Schnellkampfgeschwader 10 (SKG 10) was a Luftwaffe fast bomber wing of the Second World War. The unit was initially created with three Gruppen (groups) in December 1942 at Saint-André-de-l'Eure Airport and augmented by a fourth group on 10 April 1943.

The Stab (headquarters unit) was transferred on 18 October 1943 and formed the core of Schlachtgeschwader 10.

10.(Jabo)/JG 2 and 10.(Jabo)/JG 26 were amalgamated into Schnellkampfgeschwader 10 which initially flew night bombing operations over southern England, operating under the authority of Angriffsführer England under the command of Dietrich Peltz.

The unit suffered heavy casualties from the RAF night fighters. On the night of 16/17 April 1943, four Fw 190s attempting to attack London got lost over Kent. Three of them tried to land at RAF West Malling: Yellow H of 7./SKG 10, flown by Feldwebel Otto Bechtold landed and was captured, his Fw 190 later being evaluated by the RAE at Farnborough; a Fw 190 of 5./SKG 10 flown by Lt. Fritz Sezter landed minutes later. When Setzer realised his mistake and attempted to take off, his aircraft was then destroyed by an armoured car. A third Fw 190 undershot the runway and was destroyed, the injured pilot becoming a POW. A fourth Fw 190 crashed at Staplehurst, killing the pilot.

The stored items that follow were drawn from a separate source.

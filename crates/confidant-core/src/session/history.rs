//! Live session history and its leading instruction.

use super::message::{Message, MessageRole};
use std::sync::Arc;
use tokio::sync::RwLock;

/// Leading instruction given to every new session.
pub const DEFAULT_INSTRUCTION: &str = "You are a professional psychological counselor and psychology expert. \
You are skilled at extracting a client's basic information from text and at conducting \
counseling grounded in that information.";

/// Heading that separates the base instruction from an injected portrait.
///
/// Must stay byte-identical across releases: re-injection finds the previous
/// block by searching for this exact string.
pub const PORTRAIT_MARKER: &str = "### User Portrait (for reference, do not display)";

/// Structured view of a session's leading instruction.
///
/// The rendered form is the plain `base` when no portrait is attached, or
/// `base + "\n" + PORTRAIT_MARKER + "\n" + portrait` otherwise.
#[derive(Debug, Clone, PartialEq, Eq)]
pub struct LeadingInstruction {
    base: String,
    portrait: Option<String>,
}

impl LeadingInstruction {
    pub fn new(base: impl Into<String>) -> Self {
        Self {
            base: base.into().trim_end().to_string(),
            portrait: None,
        }
    }

    /// Parses rendered instruction text.
    ///
    /// Everything from the first marker onwards is treated as the injected
    /// block; the base keeps the prefix with trailing whitespace trimmed.
    pub fn parse(content: &str) -> Self {
        match content.find(PORTRAIT_MARKER) {
            Some(idx) => {
                let portrait = content[idx + PORTRAIT_MARKER.len()..].trim();
                Self {
                    base: content[..idx].trim_end().to_string(),
                    portrait: Some(portrait.to_string()),
                }
            }
            None => Self::new(content),
        }
    }

    /// Replaces any attached portrait with `portrait` (trimmed).
    pub fn with_portrait(mut self, portrait: &str) -> Self {
        self.portrait = Some(portrait.trim().to_string());
        self
    }

    pub fn base(&self) -> &str {
        &self.base
    }

    pub fn portrait(&self) -> Option<&str> {
        self.portrait.as_deref()
    }

    pub fn render(&self) -> String {
        match &self.portrait {
            Some(portrait) => format!("{}\n{}\n{}", self.base, PORTRAIT_MARKER, portrait),
            None => self.base.clone(),
        }
    }
}

/// Shared reference to a live session history.
pub type HistoryHandle = Arc<SessionHistory>;

/// The ordered message sequence of one session.
///
/// Element 0 is always the `system` leading instruction; the API offers no
/// way to remove it or change its role.
#[derive(Debug)]
pub struct SessionHistory {
    messages: RwLock<Vec<Message>>,
}

impl SessionHistory {
    /// Creates a one-element history holding `instruction` as its system message.
    pub fn new(instruction: impl Into<String>) -> Self {
        Self {
            messages: RwLock::new(vec![Message::system(instruction)]),
        }
    }

    /// Appends a message in place; every holder of the handle observes it.
    pub async fn append(&self, message: Message) {
        self.messages.write().await.push(message);
    }

    /// Returns a copy of the current messages.
    pub async fn snapshot(&self) -> Vec<Message> {
        self.messages.read().await.clone()
    }

    pub async fn len(&self) -> usize {
        self.messages.read().await.len()
    }

    /// Number of user and assistant turns, i.e. everything but the leading instruction.
    pub async fn turn_count(&self) -> usize {
        self.messages
            .read()
            .await
            .iter()
            .filter(|m| m.role != MessageRole::System)
            .count()
    }

    /// Current content of the leading instruction.
    pub async fn leading_instruction(&self) -> String {
        self.messages.read().await[0].content.clone()
    }

    /// Rewrites the leading instruction under a single write lock.
    ///
    /// `update` receives the current content and returns the replacement.
    pub async fn update_leading_instruction<F>(&self, update: F)
    where
        F: FnOnce(&str) -> String,
    {
        let mut messages = self.messages.write().await;
        let replacement = update(&messages[0].content);
        messages[0].content = replacement;
    }
}

#[cfg(test)]
mod tests {
    use super::*;

    #[test]
    fn test_parse_without_marker_keeps_base() {
        let instruction = LeadingInstruction::parse("Be kind.  \n");
        assert_eq!(instruction.base(), "Be kind.");
        assert_eq!(instruction.portrait(), None);
        assert_eq!(instruction.render(), "Be kind.");
    }

    #[test]
    fn test_render_with_portrait() {
        let rendered = LeadingInstruction::new("Be kind.")
            .with_portrait("\n- age: 30\n\n")
            .render();
        assert_eq!(
            rendered,
            format!("Be kind.\n{}\n- age: 30", PORTRAIT_MARKER)
        );
    }

    #[test]
    fn test_parse_strips_previous_block() {
        let rendered = format!("Be kind.\n{}\nold portrait", PORTRAIT_MARKER);
        let instruction = LeadingInstruction::parse(&rendered);
        assert_eq!(instruction.base(), "Be kind.");
        assert_eq!(instruction.portrait(), Some("old portrait"));

        let replaced = instruction.with_portrait("new portrait").render();
        assert_eq!(replaced.matches(PORTRAIT_MARKER).count(), 1);
        assert!(!replaced.contains("old portrait"));
        assert!(replaced.ends_with("new portrait"));
    }

    #[tokio::test]
    async fn test_history_starts_with_system_instruction() {
        let history = SessionHistory::new(DEFAULT_INSTRUCTION);
        let messages = history.snapshot().await;
        assert_eq!(messages.len(), 1);
        assert_eq!(messages[0].role, MessageRole::System);
        assert_eq!(messages[0].content, DEFAULT_INSTRUCTION);
        assert_eq!(history.turn_count().await, 0);
    }

    #[tokio::test]
    async fn test_append_is_visible_through_every_handle() {
        let handle: HistoryHandle = Arc::new(SessionHistory::new("sys"));
        let other = Arc::clone(&handle);

        handle.append(Message::user("A")).await;
        other.append(Message::assistant("B")).await;

        let messages = handle.snapshot().await;
        assert_eq!(messages.len(), 3);
        assert_eq!(messages[1], Message::user("A"));
        assert_eq!(messages[2], Message::assistant("B"));
        assert_eq!(other.turn_count().await, 2);
    }

    #[tokio::test]
    async fn test_update_leading_instruction() {
        let history = SessionHistory::new("sys");
        history
            .update_leading_instruction(|current| format!("{current} extended"))
            .await;
        assert_eq!(history.leading_instruction().await, "sys extended");
        assert_eq!(history.len().await, 1);
    }
}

The II. and III. Gruppe were transferred to Schlachtgeschwader 4 in October 1943, IV. Gruppe was posted to Schlachtgeschwader 10. In December 1942 III./ZG 2 was redesignated III./SKG 10.

The unit was transferred to Italy in July 1943, operating against Allied shipping between Sicily and North Africa, but with occasional audacious raids on Allied airfields.

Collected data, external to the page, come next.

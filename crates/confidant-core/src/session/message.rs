//! Conversation message types.
//!
//! This module contains types for representing messages in a conversation,
//! including roles and message content.

use serde::{Deserialize, Serialize};

/// Represents the role of a message in a conversation.
#[derive(Debug, Clone, Copy, PartialEq, Eq, Serialize, Deserialize)]
#[serde(rename_all = "lowercase")]
pub enum MessageRole {
    /// The leading instruction of a session.
    System,
    /// Message from the user.
    User,
    /// Message from the AI assistant.
    Assistant,
}

impl MessageRole {
    /// Wire name of the role, as sent to chat-completion endpoints.
    pub fn as_str(&self) -> &'static str {
        match self {
            MessageRole::System => "system",
            MessageRole::User => "user",
            MessageRole::Assistant => "assistant",
        }
    }

    /// Capitalized label used when rendering transcripts (`User`, `Assistant`).
    pub fn label(&self) -> &'static str {
        match self {
            MessageRole::System => "System",
            MessageRole::User => "User",
            MessageRole::Assistant => "Assistant",
        }
    }
}

/// A single message in a session history.
#[derive(Debug, Clone, PartialEq, Eq, Serialize, Deserialize)]
pub struct Message {
    /// The role of the message sender.
    pub role: MessageRole,
    /// The content of the message.
    pub content: String,
}

impl Message {
    pub fn new(role: MessageRole, content: impl Into<String>) -> Self {
        Self {
            role,
            content: content.into(),
        }
    }

    pub fn system(content: impl Into<String>) -> Self {
        Self::new(MessageRole::System, content)
    }

    pub fn user(content: impl Into<String>) -> Self {
        Self::new(MessageRole::User, content)
    }

    pub fn assistant(content: impl Into<String>) -> Self {
        Self::new(MessageRole::Assistant, content)
    }

    pub fn is_system(&self) -> bool {
        self.role == MessageRole::System
    }
}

The I. Gruppe remained in France under the control of II. Fliegerkorps. Due to the lack of regular night fighters in France, it was decided in April 1944 to employ I./SKG 10 on Wilde Sau missions over North Western France and Belgium during full-moon periods. The group's most successful outing was on the night of 3/4 May, when Fw 190s of I/SKG-10 accounted for six victories in the air combat during the night raid against the panzer training center at Mailly-le-Camp.
I. Gruppe was put under the control IX. Fliegerkorps in 1944 and operated against the Allied troops during the Normandy Invasion in June 1944. Two Fw 190 pilots of I./SKG 10 were over the landings at dawn on a reconnaissance mission, and claimed four Avro Lancasters shot down.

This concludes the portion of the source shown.